▸ Task to carry out
Retype each entry exactly.

*** Opening Data shown ***

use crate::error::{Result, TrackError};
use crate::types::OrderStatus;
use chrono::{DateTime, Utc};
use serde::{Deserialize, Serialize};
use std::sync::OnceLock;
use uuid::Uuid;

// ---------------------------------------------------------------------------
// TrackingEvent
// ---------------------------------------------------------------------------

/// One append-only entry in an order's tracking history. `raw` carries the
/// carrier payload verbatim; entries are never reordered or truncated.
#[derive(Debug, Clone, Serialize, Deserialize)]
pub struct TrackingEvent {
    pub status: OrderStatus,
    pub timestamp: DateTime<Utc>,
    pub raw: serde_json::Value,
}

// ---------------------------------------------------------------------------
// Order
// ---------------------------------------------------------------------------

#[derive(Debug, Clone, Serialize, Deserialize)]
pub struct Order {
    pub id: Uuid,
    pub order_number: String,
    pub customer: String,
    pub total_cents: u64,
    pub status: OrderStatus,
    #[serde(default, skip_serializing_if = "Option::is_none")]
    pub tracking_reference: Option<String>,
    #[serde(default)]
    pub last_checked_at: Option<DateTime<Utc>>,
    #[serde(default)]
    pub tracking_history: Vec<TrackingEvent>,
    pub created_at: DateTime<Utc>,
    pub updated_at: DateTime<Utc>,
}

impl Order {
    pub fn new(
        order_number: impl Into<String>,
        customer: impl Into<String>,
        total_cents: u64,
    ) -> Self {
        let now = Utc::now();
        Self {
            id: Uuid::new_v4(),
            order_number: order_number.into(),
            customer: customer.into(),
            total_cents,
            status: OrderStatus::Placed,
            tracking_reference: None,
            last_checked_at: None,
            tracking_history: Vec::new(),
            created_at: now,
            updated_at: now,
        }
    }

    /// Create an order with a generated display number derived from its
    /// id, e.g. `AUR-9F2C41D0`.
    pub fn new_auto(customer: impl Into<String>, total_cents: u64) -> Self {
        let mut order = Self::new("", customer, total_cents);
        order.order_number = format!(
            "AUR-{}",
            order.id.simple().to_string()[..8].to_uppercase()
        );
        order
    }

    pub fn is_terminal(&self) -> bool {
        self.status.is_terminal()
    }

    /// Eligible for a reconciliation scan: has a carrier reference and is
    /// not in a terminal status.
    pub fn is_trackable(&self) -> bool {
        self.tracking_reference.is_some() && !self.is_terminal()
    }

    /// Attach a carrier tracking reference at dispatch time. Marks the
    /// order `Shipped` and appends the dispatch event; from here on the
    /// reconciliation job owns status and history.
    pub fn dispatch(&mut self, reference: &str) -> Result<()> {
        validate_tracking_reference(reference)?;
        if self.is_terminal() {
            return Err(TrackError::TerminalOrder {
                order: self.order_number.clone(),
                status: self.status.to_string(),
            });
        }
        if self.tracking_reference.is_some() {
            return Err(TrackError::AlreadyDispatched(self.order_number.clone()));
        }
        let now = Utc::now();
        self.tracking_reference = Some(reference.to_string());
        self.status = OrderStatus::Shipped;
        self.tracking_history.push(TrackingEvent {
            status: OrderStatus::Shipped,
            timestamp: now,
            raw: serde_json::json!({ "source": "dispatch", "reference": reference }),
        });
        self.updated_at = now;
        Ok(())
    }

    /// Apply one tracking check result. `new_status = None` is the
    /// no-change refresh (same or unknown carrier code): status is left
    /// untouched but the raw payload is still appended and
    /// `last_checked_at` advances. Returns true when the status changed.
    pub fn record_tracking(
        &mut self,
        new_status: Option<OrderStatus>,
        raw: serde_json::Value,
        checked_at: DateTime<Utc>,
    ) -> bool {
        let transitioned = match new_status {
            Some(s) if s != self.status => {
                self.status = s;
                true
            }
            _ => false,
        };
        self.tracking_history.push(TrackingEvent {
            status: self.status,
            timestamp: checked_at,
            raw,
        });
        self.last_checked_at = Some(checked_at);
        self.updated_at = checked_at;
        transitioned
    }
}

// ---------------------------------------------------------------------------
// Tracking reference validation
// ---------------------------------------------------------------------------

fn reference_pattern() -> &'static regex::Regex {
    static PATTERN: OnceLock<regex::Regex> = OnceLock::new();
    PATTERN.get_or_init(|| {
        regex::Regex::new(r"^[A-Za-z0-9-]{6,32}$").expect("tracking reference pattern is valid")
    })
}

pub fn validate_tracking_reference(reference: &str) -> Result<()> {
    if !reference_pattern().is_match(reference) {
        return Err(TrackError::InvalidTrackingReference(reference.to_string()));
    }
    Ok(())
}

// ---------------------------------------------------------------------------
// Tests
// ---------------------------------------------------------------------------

*** Closing Data shown ***

▸ The completed task
use crate::error::{Result, TrackError};
use crate::types::OrderStatus;
use chrono::{DateTime, Utc};
use serde::{Deserialize, Serialize};
use std::sync::OnceLock;
use uuid::Uuid;

// ---------------------------------------------------------------------------
// TrackingEvent
// ---------------------------------------------------------------------------

/// One append-only entry in an order's tracking history. `raw` carries the
/// carrier payload verbatim; entries are never reordered or truncated.
#[derive(Debug, Clone, Serialize, Deserialize)]
pub struct TrackingEvent {
    pub status: OrderStatus,
    pub timestamp: DateTime<Utc>,
    pub raw: serde_json::Value,
}

// ---------------------------------------------------------------------------
// Order
// ---------------------------------------------------------------------------

#[derive(Debug, Clone, Serialize, Deserialize)]
pub struct Order {
    pub id: Uuid,
    pub order_number: String,
    pub customer: String,
    pub total_cents: u64,
    pub status: OrderStatus,
    #[serde(default, skip_serializing_if = "Option::is_none")]
    pub tracking_reference: Option<String>,
    #[serde(default)]
    pub last_checked_at: Option<DateTime<Utc>>,
    #[serde(default)]
    pub tracking_history: Vec<TrackingEvent>,
    pub created_at: DateTime<Utc>,
    pub updated_at: DateTime<Utc>,
}

impl Order {
    pub fn new(
        order_number: impl Into<String>,
        customer: impl Into<String>,
        total_cents: u64,
    ) -> Self {
        let now = Utc::now();
        Self {
            id: Uuid::new_v4(),
            order_number: order_number.into(),
            customer: customer.into(),
            total_cents,
            status: OrderStatus::Placed,
            tracking_reference: None,
            last_checked_at: None,
            tracking_history: Vec::new(),
            created_at: now,
            updated_at: now,
        }
    }

    /// Create an order with a generated display number derived from its
    /// id, e.g. `AUR-9F2C41D0`.
    pub fn new_auto(customer: impl Into<String>, total_cents: u64) -> Self {
        let mut order = Self::new("", customer, total_cents);
        order.order_number = format!(
            "AUR-{}",
            order.id.simple().to_string()[..8].to_uppercase()
        );
        order
    }

    pub fn is_terminal(&self) -> bool {
        self.status.is_terminal()
    }

    /// Eligible for a reconciliation scan: has a carrier reference and is
    /// not in a terminal status.
    pub fn is_trackable(&self) -> bool {
        self.tracking_reference.is_some() && !self.is_terminal()
    }

    /// Attach a carrier tracking reference at dispatch time. Marks the
    /// order `Shipped` and appends the dispatch event; from here on the
    /// reconciliation job owns status and history.
    pub fn dispatch(&mut self, reference: &str) -> Result<()> {
        validate_tracking_reference(reference)?;
        if self.is_terminal() {
            return Err(TrackError::TerminalOrder {
                order: self.order_number.clone(),
                status: self.status.to_string(),
            });
        }
        if self.tracking_reference.is_some() {
            return Err(TrackError::AlreadyDispatched(self.order_number.clone()));
        }
        let now = Utc::now();
        self.tracking_reference = Some(reference.to_string());
        self.status = OrderStatus::Shipped;
        self.tracking_history.push(TrackingEvent {
            status: OrderStatus::Shipped,
            timestamp: now,
            raw: serde_json::json!({ "source": "dispatch", "reference": reference }),
        });
        self.updated_at = now;
        Ok(())
    }

    /// Apply one tracking check result. `new_status = None` is the
    /// no-change refresh (same or unknown carrier code): status is left
    /// untouched but the raw payload is still appended and
    /// `last_checked_at` advances. Returns true when the status changed.
    pub fn record_tracking(
        &mut self,
        new_status: Option<OrderStatus>,
        raw: serde_json::Value,
        checked_at: DateTime<Utc>,
    ) -> bool {
        let transitioned = match new_status {
            Some(s) if s != self.status => {
                self.status = s;
                true
            }
            _ => false,
        };
        self.tracking_history.push(TrackingEvent {
            status: self.status,
            timestamp: checked_at,
            raw,
        });
        self.last_checked_at = Some(checked_at);
        self.updated_at = checked_at;
        transitioned
    }
}

// ---------------------------------------------------------------------------
// Tracking reference validation
// ---------------------------------------------------------------------------

fn reference_pattern() -> &'static regex::Regex {
    static PATTERN: OnceLock<regex::Regex> = OnceLock::new();
    PATTERN.get_or_init(|| {
        regex::Regex::new(r"^[A-Za-z0-9-]{6,32}$").expect("tracking reference pattern is valid")
    })
}

pub fn validate_tracking_reference(reference: &str) -> Result<()> {
    if !reference_pattern().is_match(reference) {
        return Err(TrackError::InvalidTrackingReference(reference.to_string()));
    }
    Ok(())
}

// ---------------------------------------------------------------------------
// Tests
// ---------------------------------------------------------------------------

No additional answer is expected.